Task to carry out: Each entry must be restated word for word, with nothing omitted.

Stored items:
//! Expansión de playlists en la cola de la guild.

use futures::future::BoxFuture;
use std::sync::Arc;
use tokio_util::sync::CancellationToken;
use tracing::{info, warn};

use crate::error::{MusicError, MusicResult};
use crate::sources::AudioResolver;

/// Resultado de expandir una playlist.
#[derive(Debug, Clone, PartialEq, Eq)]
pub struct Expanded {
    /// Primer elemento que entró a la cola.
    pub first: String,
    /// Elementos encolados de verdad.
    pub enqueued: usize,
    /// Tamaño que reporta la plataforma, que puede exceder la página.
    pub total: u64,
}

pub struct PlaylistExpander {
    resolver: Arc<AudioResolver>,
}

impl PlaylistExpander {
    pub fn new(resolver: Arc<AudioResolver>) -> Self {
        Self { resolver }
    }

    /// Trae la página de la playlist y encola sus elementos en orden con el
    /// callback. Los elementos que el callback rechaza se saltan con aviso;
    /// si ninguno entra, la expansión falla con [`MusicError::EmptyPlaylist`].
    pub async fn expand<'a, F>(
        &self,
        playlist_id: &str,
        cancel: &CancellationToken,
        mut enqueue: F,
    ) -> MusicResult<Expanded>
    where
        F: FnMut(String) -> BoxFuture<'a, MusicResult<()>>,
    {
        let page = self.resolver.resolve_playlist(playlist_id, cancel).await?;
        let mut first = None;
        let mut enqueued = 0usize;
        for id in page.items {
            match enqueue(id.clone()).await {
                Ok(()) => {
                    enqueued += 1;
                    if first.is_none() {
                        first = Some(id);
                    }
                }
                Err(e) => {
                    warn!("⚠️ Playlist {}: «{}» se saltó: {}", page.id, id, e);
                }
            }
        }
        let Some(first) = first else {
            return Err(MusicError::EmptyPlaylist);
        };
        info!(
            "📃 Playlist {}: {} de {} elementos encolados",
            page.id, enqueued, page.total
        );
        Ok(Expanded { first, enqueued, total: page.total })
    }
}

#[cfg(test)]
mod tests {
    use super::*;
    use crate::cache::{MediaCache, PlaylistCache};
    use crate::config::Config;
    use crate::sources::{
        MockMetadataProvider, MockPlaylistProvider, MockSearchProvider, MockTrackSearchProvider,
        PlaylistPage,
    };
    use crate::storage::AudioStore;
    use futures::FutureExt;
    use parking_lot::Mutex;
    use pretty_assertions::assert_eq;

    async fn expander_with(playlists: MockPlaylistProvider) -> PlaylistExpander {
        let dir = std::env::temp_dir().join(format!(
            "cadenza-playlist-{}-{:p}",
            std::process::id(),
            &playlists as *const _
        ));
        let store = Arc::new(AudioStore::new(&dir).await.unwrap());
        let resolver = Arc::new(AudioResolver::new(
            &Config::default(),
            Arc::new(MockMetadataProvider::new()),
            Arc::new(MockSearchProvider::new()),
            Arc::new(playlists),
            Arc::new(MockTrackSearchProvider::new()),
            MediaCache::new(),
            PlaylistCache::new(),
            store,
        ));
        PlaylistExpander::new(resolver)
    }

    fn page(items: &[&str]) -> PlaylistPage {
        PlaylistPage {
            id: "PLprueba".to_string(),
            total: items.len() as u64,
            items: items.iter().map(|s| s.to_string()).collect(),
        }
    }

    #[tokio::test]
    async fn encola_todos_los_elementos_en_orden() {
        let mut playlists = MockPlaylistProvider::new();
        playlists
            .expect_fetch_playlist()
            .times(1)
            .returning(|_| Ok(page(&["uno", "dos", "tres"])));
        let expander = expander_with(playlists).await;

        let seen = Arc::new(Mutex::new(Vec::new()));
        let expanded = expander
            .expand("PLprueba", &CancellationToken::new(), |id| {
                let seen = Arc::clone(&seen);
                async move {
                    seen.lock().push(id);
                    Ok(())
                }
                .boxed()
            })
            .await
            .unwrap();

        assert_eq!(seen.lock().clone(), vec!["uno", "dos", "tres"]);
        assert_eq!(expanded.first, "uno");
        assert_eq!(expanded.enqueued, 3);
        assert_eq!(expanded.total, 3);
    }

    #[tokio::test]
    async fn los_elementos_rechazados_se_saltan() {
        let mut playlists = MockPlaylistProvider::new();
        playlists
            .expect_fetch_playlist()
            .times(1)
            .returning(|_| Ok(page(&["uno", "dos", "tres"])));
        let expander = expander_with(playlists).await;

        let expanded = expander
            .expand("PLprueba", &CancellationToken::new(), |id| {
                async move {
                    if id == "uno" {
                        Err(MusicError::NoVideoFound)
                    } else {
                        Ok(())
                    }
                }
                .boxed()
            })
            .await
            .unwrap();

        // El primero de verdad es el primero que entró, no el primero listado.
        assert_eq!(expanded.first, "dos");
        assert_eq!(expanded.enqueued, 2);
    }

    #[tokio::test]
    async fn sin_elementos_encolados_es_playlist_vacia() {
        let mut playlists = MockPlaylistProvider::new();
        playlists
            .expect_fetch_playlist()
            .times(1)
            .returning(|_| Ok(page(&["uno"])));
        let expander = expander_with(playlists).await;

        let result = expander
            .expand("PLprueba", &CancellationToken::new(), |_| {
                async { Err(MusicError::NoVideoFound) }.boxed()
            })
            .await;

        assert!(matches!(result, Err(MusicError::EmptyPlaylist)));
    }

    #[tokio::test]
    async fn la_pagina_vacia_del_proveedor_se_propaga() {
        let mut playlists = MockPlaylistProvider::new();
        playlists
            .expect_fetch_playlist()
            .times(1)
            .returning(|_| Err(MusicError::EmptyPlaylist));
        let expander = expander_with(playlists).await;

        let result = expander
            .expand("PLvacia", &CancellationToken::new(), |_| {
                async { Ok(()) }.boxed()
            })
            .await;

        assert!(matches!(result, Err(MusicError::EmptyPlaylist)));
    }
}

Solution to the exercise:
//! Expansión de playlists en la cola de la guild.

use futures::future::BoxFuture;
use std::sync::Arc;
use tokio_util::sync::CancellationToken;
use tracing::{info, warn};

use crate::error::{MusicError, MusicResult};
use crate::sources::AudioResolver;

/// Resultado de expandir una playlist.
#[derive(Debug, Clone, PartialEq, Eq)]
pub struct Expanded {
    /// Primer elemento que entró a la cola.
    pub first: String,
    /// Elementos encolados de verdad.
    pub enqueued: usize,
    /// Tamaño que reporta la plataforma, que puede exceder la página.
    pub total: u64,
}

pub struct PlaylistExpander {
    resolver: Arc<AudioResolver>,
}

impl PlaylistExpander {
    pub fn new(resolver: Arc<AudioResolver>) -> Self {
        Self { resolver }
    }

    /// Trae la página de la playlist y encola sus elementos en orden con el
    /// callback. Los elementos que el callback rechaza se saltan con aviso;
    /// si ninguno entra, la expansión falla con [`MusicError::EmptyPlaylist`].
    pub async fn expand<'a, F>(
        &self,
        playlist_id: &str,
        cancel: &CancellationToken,
        mut enqueue: F,
    ) -> MusicResult<Expanded>
    where
        F: FnMut(String) -> BoxFuture<'a, MusicResult<()>>,
    {
        let page = self.resolver.resolve_playlist(playlist_id, cancel).await?;
        let mut first = None;
        let mut enqueued = 0usize;
        for id in page.items {
            match enqueue(id.clone()).await {
                Ok(()) => {
                    enqueued += 1;
                    if first.is_none() {
                        first = Some(id);
                    }
                }
                Err(e) => {
                    warn!("⚠️ Playlist {}: «{}» se saltó: {}", page.id, id, e);
                }
            }
        }
        let Some(first) = first else {
            return Err(MusicError::EmptyPlaylist);
        };
        info!(
            "📃 Playlist {}: {} de {} elementos encolados",
            page.id, enqueued, page.total
        );
        Ok(Expanded { first, enqueued, total: page.total })
    }
}

#[cfg(test)]
mod tests {
    use super::*;
    use crate::cache::{MediaCache, PlaylistCache};
    use crate::config::Config;
    use crate::sources::{
        MockMetadataProvider, MockPlaylistProvider, MockSearchProvider, MockTrackSearchProvider,
        PlaylistPage,
    };
    use crate::storage::AudioStore;
    use futures::FutureExt;
    use parking_lot::Mutex;
    use pretty_assertions::assert_eq;

    async fn expander_with(playlists: MockPlaylistProvider) -> PlaylistExpander {
        let dir = std::env::temp_dir().join(format!(
            "cadenza-playlist-{}-{:p}",
            std::process::id(),
            &playlists as *const _
        ));
        let store = Arc::new(AudioStore::new(&dir).await.unwrap());
        let resolver = Arc::new(AudioResolver::new(
            &Config::default(),
            Arc::new(MockMetadataProvider::new()),
            Arc::new(MockSearchProvider::new()),
            Arc::new(playlists),
            Arc::new(MockTrackSearchProvider::new()),
            MediaCache::new(),
            PlaylistCache::new(),
            store,
        ));
        PlaylistExpander::new(resolver)
    }

    fn page(items: &[&str]) -> PlaylistPage {
        PlaylistPage {
            id: "PLprueba".to_string(),
            total: items.len() as u64,
            items: items.iter().map(|s| s.to_string()).collect(),
        }
    }

    #[tokio::test]
    async fn encola_todos_los_elementos_en_orden() {
        let mut playlists = MockPlaylistProvider::new();
        playlists
            .expect_fetch_playlist()
            .times(1)
            .returning(|_| Ok(page(&["uno", "dos", "tres"])));
        let expander = expander_with(playlists).await;

        let seen = Arc::new(Mutex::new(Vec::new()));
        let expanded = expander
            .expand("PLprueba", &CancellationToken::new(), |id| {
                let seen = Arc::clone(&seen);
                async move {
                    seen.lock().push(id);
                    Ok(())
                }
                .boxed()
            })
            .await
            .unwrap();

        assert_eq!(seen.lock().clone(), vec!["uno", "dos", "tres"]);
        assert_eq!(expanded.first, "uno");
        assert_eq!(expanded.enqueued, 3);
        assert_eq!(expanded.total, 3);
    }

    #[tokio::test]
    async fn los_elementos_rechazados_se_saltan() {
        let mut playlists = MockPlaylistProvider::new();
        playlists
            .expect_fetch_playlist()
            .times(1)
            .returning(|_| Ok(page(&["uno", "dos", "tres"])));
        let expander = expander_with(playlists).await;

        let expanded = expander
            .expand("PLprueba", &CancellationToken::new(), |id| {
                async move {
                    if id == "uno" {
                        Err(MusicError::NoVideoFound)
                    } else {
                        Ok(())
                    }
                }
                .boxed()
            })
            .await
            .unwrap();

        // El primero de verdad es el primero que entró, no el primero listado.
        assert_eq!(expanded.first, "dos");
        assert_eq!(expanded.enqueued, 2);
    }

    #[tokio::test]
    async fn sin_elementos_encolados_es_playlist_vacia() {
        let mut playlists = MockPlaylistProvider::new();
        playlists
            .expect_fetch_playlist()
            .times(1)
            .returning(|_| Ok(page(&["uno"])));
        let expander = expander_with(playlists).await;

        let result = expander
            .expand("PLprueba", &CancellationToken::new(), |_| {
                async { Err(MusicError::NoVideoFound) }.boxed()
            })
            .await;

        assert!(matches!(result, Err(MusicError::EmptyPlaylist)));
    }

    #[tokio::test]
    async fn la_pagina_vacia_del_proveedor_se_propaga() {
        let mut playlists = MockPlaylistProvider::new();
        playlists
            .expect_fetch_playlist()
            .times(1)
            .returning(|_| Err(MusicError::EmptyPlaylist));
        let expander = expander_with(playlists).await;

        let result = expander
            .expand("PLvacia", &CancellationToken::new(), |_| {
                async { Ok(()) }.boxed()
            })
            .await;

        assert!(matches!(result, Err(MusicError::EmptyPlaylist)));
    }
}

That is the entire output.